Your Life

Your Life

Major life milestones often have a major tax impact. Changes in your marital status, having a baby or adopting a child can have significant impact on your taxes. This is the place to ask questions about dependents, real estate, and other various scenarios that play a significant role in what taxes you pay.

Valued Pioneer
Posts: 3
Registered: ‎12-05-2017

selling my home

I am in the process of selling my home in NJ.   I live in NC.  What do I need to be aware of as far as filing taxes? How much should I save to pay taxes?  Is it to my advantage to sell at the end of the year or wait until the new year?

Trusted Council Member
Posts: 6,191
Registered: ‎02-23-2016

Re: selling my home

Hi RPuett17,



Welcome to the H&R Block community.


You might not have to pay taxes on the federal level at all if you meet certain criteria.  If you lived in the home for at least two out of the last five years, and if you owned the home for at least two out of the last five years, and if you haven't taken an exemption from taxable gain on the sale of a home in the past two years, then your first $250,000 worth of gain is exempt from being taxed ($500,000 if MFJ).  This is at the federal level.


On your state returns you may or may not be able to claim an exemption.  Most states follow the federal rules or are similar, however you may want to check your state department of revenue website for further details for your specific state.

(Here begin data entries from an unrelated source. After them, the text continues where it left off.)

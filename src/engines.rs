//! Search engine registry
//!
//! Static table of engine name → query URL template and result-item selector.
//! Lookups never fail: unknown names resolve to [`DEFAULT_ENGINE`].

/// Engine used when the requested name is unknown.
pub const DEFAULT_ENGINE: &str = "bing";

/// Engine retried once when the requested engine yields no results.
pub const FALLBACK_ENGINE: &str = "duckduckgo";

/// Placeholder replaced by the percent-encoded query in URL templates.
const QUERY_PLACEHOLDER: &str = "{query}";

#[derive(Debug, Clone, Copy, PartialEq, Eq)]
pub struct EngineConfig {
    pub name: &'static str,
    pub url_template: &'static str,
    pub result_selector: &'static str,
}

impl EngineConfig {
    /// Query URL for `query`, percent-encoded.
    pub fn query_url(&self, query: &str) -> String {
        self.url_template
            .replace(QUERY_PLACEHOLDER, &urlencoding::encode(query))
    }

    pub fn is_fallback(&self) -> bool {
        self.name == FALLBACK_ENGINE
    }
}

static ENGINES: &[EngineConfig] = &[
    EngineConfig {
        name: "bing",
        url_template: "https://cn.bing.com/search?q={query}",
        result_selector: "li.b_algo",
    },
    EngineConfig {
        name: "google",
        url_template: "https://www.google.com/search?q={query}",
        result_selector: "div.g",
    },
    EngineConfig {
        name: "bilibili",
        url_template: "https://search.bilibili.com/all?keyword={query}",
        result_selector: ".bili-video-card",
    },
    EngineConfig {
        name: "xiaohongshu",
        url_template: "https://www.xiaohongshu.com/search_result?keyword={query}&source=web_search_result_notes",
        result_selector: ".note-item",
    },
    EngineConfig {
        name: "weibo",
        url_template: "https://s.weibo.com/weibo?q={query}",
        result_selector: ".card-wrap",
    },
    EngineConfig {
        name: "duckduckgo",
        url_template: "https://duckduckgo.com/?q={query}&t=h_&ia=web",
        result_selector: "a[data-testid=\"result-title-a\"]",
    },
];

/// All registered engines, in table order.
pub fn all() -> &'static [EngineConfig] {
    ENGINES
}

/// Exact-name lookup.
pub fn get(name: &str) -> Option<&'static EngineConfig> {
    ENGINES.iter().find(|engine| engine.name == name)
}

/// Resolve a requested engine name, falling back to the default engine.
pub fn resolve(name: &str) -> &'static EngineConfig {
    get(name).unwrap_or_else(default_engine)
}

pub fn default_engine() -> &'static EngineConfig {
    get(DEFAULT_ENGINE).unwrap_or(&ENGINES[0])
}

pub fn fallback_engine() -> &'static EngineConfig {
    get(FALLBACK_ENGINE).unwrap_or(&ENGINES[ENGINES.len() - 1])
}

Because the home is in New Jersey, you will have non-resident NJ income, so you will have to file a NJ tax return for the year in which the home is sold.  You will also have to report the capital gain on your NC tax return because all income from all sources derived must be reported to your state of residence.  However, you can take a credit on your North Carolina tax return for tax paid to NJ though.  The only way this would be different is if there was a reciprocity agreement between the two states, but there isn't one here.


Note that on the federal level, if the tax bill passes the full Congress and becomes law, the requirements for the exclusion of gain will change to five years rather than two.



If you have any other questions I'll be glad to help.